The ME Association funds research into ME/CFS, and in 2018 was reported to be funding the running costs of the UK ME/CFS Biobank.

==Positions==
=== Illness name ===
In 2001, the ME Association decided to use the term Myalgic Encephalopathy rather than Myalgic Encephalomyelitis, stating that they felt this was a more appropriate description and was a name that doctors "cannot simply dismiss on the grounds that it is pathologically inaccurate in relation to ME (or research defined cases of CFS)".

=== Treatments ===
The ME Association (MEA) campaigned against the PACE trial, a very large trial of cognitive behavioral therapy (CBT) and graded exercise therapy (GET) stating that the money should be spent on biomedical research instead and raising concerns about the methodology.

In 2012, a year after the main PACE trial results, the MEA commenced an extensive opinion survey of patients who had used CBT, GET and pacing as interventions for ME/CFS in the UK. They concluded that over 70 percent of patients said exercise therapy worsened their symptoms. Based on the survey's findings, the MEA concluded that GET should not be used for people with ME/CFS. In 2016, the MEA called for graded exercise therapy to be withdrawn and stated that CBT should not be a primary intervention for ME/CFS. In 2018, the MEA repeated that GET should be withdrawn, and this should not be delayed until the ongoing UK's NICE guidelines review was completed.

The 2015 MEA survey results concluded that CBT based on the now disproven assumption that abnormal beliefs and behaviours are responsible for maintaining the illness, are inappropriate, and risked a worsening of symptoms. A CBT practitioner's belief that ME/CFS is a psychological illness also resulted in less symptom improvement, more symptom worsening, and dissatisfaction of treatment by persons with ME/CFS. The MEA stated CBT that counsels patients with practical coping skills and dealing with co-morbid conditions may be appropriate and should be available as required to ME/CFS patients the same as other chronic conditions such as multiple sclerosis, Parkinson's disease, cancer, heart disease, and arthritis etc.

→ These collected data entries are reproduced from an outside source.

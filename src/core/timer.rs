//! # Timers
//!
//! Deadline values for the slider. A timer is armed by storing it and
//! cancelled by dropping it (`Option::take`); nothing runs in the
//! background. The owner polls `is_due(now)` from its `tick`.
//!
//! Time is always passed in so tests can step a fake clock.

use std::time::{Duration, Instant};

/// One-shot deadline.
#[derive(Debug, Clone, Copy, PartialEq, Eq)]
pub struct Timeout {
    deadline: Instant,
}

impl Timeout {
    pub fn after(now: Instant, delay: Duration) -> Self {
        Self {
            deadline: now + delay,
        }
    }

    pub fn deadline(&self) -> Instant {
        self.deadline
    }

    pub fn is_due(&self, now: Instant) -> bool {
        now >= self.deadline
    }
}

/// Repeating deadline.
#[derive(Debug, Clone, Copy, PartialEq, Eq)]
pub struct Interval {
    period: Duration,
    started: Instant,
    next: Instant,
}

impl Interval {
    pub fn starting(now: Instant, period: Duration) -> Self {
        Self {
            period,
            started: now,
            next: now + period,
        }
    }

    pub fn deadline(&self) -> Instant {
        self.next
    }

    pub fn period(&self) -> Duration {
        self.period
    }

    /// Consumes one due firing, returning true if the interval fired.
    ///
    /// If the owner fell behind by several periods the missed firings are
    /// coalesced into one; the next deadline is re-anchored after `now`.
    pub fn poll(&mut self, now: Instant) -> bool {
        if now < self.next || self.period.is_zero() {
            return false;
        }
        while self.next <= now {
            self.next += self.period;
        }
        self.started = self.next - self.period;
        true
    }

    /// Fraction of the current period elapsed, in `[0.0, 1.0]`.
    pub fn progress(&self, now: Instant) -> f32 {
        if self.period.is_zero() {
            return 0.0;
        }
        let elapsed = now.saturating_duration_since(self.started);
        (elapsed.as_secs_f32() / self.period.as_secs_f32()).clamp(0.0, 1.0)
    }
}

Pacing was considered, "the most effective, safe, acceptable and preferred form of activity management for people with ME/CFS". The MEA recommended it should be the major management strategy.

The ME association was skeptical of the former guidance recommended by The National Institute for Health and Care Excellence (NICE) for primary treatment of ME/CFS. The MEA considers CBT with GET not safe for ME/CFS patients, or not effective. The ME Association recommends that persons with ME/CFS consider a pacing approach to the illness.

In 2017, the ME Association raised concerns about the use of the controversial lightning process, with medical advisor Charles Shepherd claiming it was "pseudoscience" for a treatment to claim effectiveness for so many different illnesses at once.

Additionally, MEA advocates that NICE has not studied the physiological aspects of persons with ME/CFS.

=== Long COVID ===
In 2020, the ME Association's medical advisor said that COVID-19 may lead to some patients developing post-viral fatigue syndrome, which could then lead to ME/CFS. In May 2020, the MEA published several advice leaflets about COVID-19.